What the task asks:
Every line containing "into" should be identified and copied from the data below.

=== Section Start ===

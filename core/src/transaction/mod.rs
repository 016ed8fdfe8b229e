//! # Transaction Module
//!
//! Native SOL transfers in Solana's legacy transaction format, plus the
//! amount arithmetic around them. Message layout, signing and the wire
//! encoding come from the SDK crates (`solana-message`,
//! `solana-transaction`, `solana-system-interface`); this module only
//! decides what goes into a transfer.
//!
//! ## Architecture
//!
//! ```text
//! transfer.rs  system transfer instruction, message, signed transaction
//! amount.rs    lamports <-> SOL, parsing user-entered amounts
//! ```
//!
//! ## Lifecycle
//!
//! 1. **Build**: one `system_instruction::transfer` against a fresh blockhash.
//! 2. **Sign**: [`sign_transfer`] signs with the payer keypair.
//! 3. **Send**: the RPC client encodes it into `sendTransaction`.
//! 4. **Track**: the first signature is the ID to poll for confirmation.

pub mod amount;
pub mod transfer;

use solana_signer::SignerError;
use thiserror::Error;

pub use amount::{format_sol, lamports_to_sol, parse_sol, sol_to_lamports, AmountError};
pub use solana_hash::Hash as Blockhash;
pub use solana_transaction::Transaction;
pub use transfer::sign_transfer;

/// Errors from building or signing a transaction.
#[derive(Debug, Error)]
pub enum TransactionError {
    #[error("could not sign transaction: {0}")]
    Signing(#[from] SignerError),
}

=== Section End ===

Output of the task:
//! decides what goes into a transfer.
//! 3. **Send**: the RPC client encodes it into `sendTransaction`.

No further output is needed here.